HP ink and other brands have built-in monitors on their printers to estimate when your printer ink has expired or is about to. However, your ink can dry up before the expiration date if environmental conditions are less than optimal.

Printer ink is designed to operate at average room temperatures — typically around 68°F–75°F. It’s specifically engineered for this temperature range to avoid leaks and other problems associated with the ink being too runny.

Colder temperatures cause the ink to solidify, although it may warm back up and return to normal. Warmer temperatures may make the ink dry up completely within a few months.

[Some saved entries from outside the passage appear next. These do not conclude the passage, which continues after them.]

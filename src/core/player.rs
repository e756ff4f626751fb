//! Seats at the table and per-seat storage.
//!
//! Sessions support two or more players. Seats are numbered from 0 and play
//! proceeds in seat order, wrapping around.

use serde::{Deserialize, Serialize};
use std::ops::{Index, IndexMut};

/// Seat identifier (0-based).
#[derive(Clone, Copy, Debug, Default, PartialEq, Eq, Hash, Serialize, Deserialize)]
pub struct PlayerId(pub u8);

impl PlayerId {
    /// Create a seat ID.
    #[must_use]
    pub const fn new(id: u8) -> Self {
        Self(id)
    }

    /// Seat index (0-based).
    #[must_use]
    pub const fn index(self) -> usize {
        self.0 as usize
    }

    /// The seat that plays after this one at a table of `player_count`.
    ///
    /// ```
    /// use iota_engine::core::PlayerId;
    ///
    /// assert_eq!(PlayerId::new(0).next(2), PlayerId::new(1));
    /// assert_eq!(PlayerId::new(1).next(2), PlayerId::new(0));
    /// assert_eq!(PlayerId::new(2).next(4), PlayerId::new(3));
    /// ```
    #[must_use]
    pub const fn next(self, player_count: usize) -> Self {
        Self(((self.0 as usize + 1) % player_count) as u8)
    }

    /// All seats at a table of `player_count`, in play order.
    pub fn all(player_count: usize) -> impl Iterator<Item = PlayerId> {
        (0..player_count as u8).map(PlayerId)
    }
}

impl std::fmt::Display for PlayerId {
    fn fmt(&self, f: &mut std::fmt::Formatter<'_>) -> std::fmt::Result {
        write!(f, "Player {}", self.0)
    }
}

/// One value per seat, indexed by `PlayerId`.
///
/// ```
/// use iota_engine::core::{PlayerId, PlayerMap};
///
/// let mut scores: PlayerMap<u32> = PlayerMap::with_value(3, 0);
/// scores[PlayerId::new(2)] += 12;
/// assert_eq!(scores[PlayerId::new(2)], 12);
/// assert_eq!(scores.player_count(), 3);
/// ```
#[derive(Clone, Debug, PartialEq, Eq, Hash, Serialize, Deserialize)]
pub struct PlayerMap<T> {
    data: Vec<T>,
}

impl<T> PlayerMap<T> {
    /// Build with one value per seat from `factory`.
    pub fn new(player_count: usize, factory: impl Fn(PlayerId) -> T) -> Self {
        assert!(player_count > 0, "Must have at least 1 player");
        assert!(player_count <= 255, "At most 255 players supported");

        let data = PlayerId::all(player_count).map(factory).collect();
        Self { data }
    }

    /// Every seat starts with a clone of `value`.
    pub fn with_value(player_count: usize, value: T) -> Self
    where
        T: Clone,
    {
        Self::new(player_count, |_| value.clone())
    }

    /// Every seat starts with `T::default()`.
    pub fn with_default(player_count: usize) -> Self
    where
        T: Default,
    {
        Self::new(player_count, |_| T::default())
    }

    #[must_use]
    pub fn player_count(&self) -> usize {
        self.data.len()
    }

    /// `None` if the seat does not exist at this table.
    #[must_use]
    pub fn get(&self, player: PlayerId) -> Option<&T> {
        self.data.get(player.index())
    }

    pub fn get_mut(&mut self, player: PlayerId) -> Option<&mut T> {
        self.data.get_mut(player.index())
    }

    /// Iterate over `(seat, value)` pairs in seat order.
    pub fn iter(&self) -> impl Iterator<Item = (PlayerId, &T)> {
        self.data
            .iter()
            .enumerate()
            .map(|(i, v)| (PlayerId(i as u8), v))
    }
}

impl<T> Index<PlayerId> for PlayerMap<T> {
    type Output = T;

    fn index(&self, player: PlayerId) -> &Self::Output {
        &self.data[player.index()]
    }
}

impl<T> IndexMut<PlayerId> for PlayerMap<T> {
    fn index_mut(&mut self, player: PlayerId) -> &mut Self::Output {
        &mut self.data[player.index()]
    }
}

Unopened ink lasts much longer than opened ink because of the special packaging manufacturers use. Avoid opening printer ink packaging until you’re ready to replace your cartridge, or the aging process will accelerate earlier than necessary.

How to Store Properly

The long- and short-term storage locations of your ink make a huge difference to its lifespan. Start by checking the temperature in any area of your office or home where a printer is located. If this area is vulnerable to drafts or is in direct sunlight, consider moving the printer to a location where the temperature is normal and consistent.  

Storage closets and cabinets are potentially a problem for long-term storage if they are not properly cooled or heated. Consider moving a small cabinet close to your desk or another area where temperatures are more consistently regulated.

If you have a printer that won’t be used for several months, remove the cartridges and store them in a plastic bag with a damp paper towel. Ensure the paper towel doesn’t touch the nozzles directly since it can make the nozzles leak.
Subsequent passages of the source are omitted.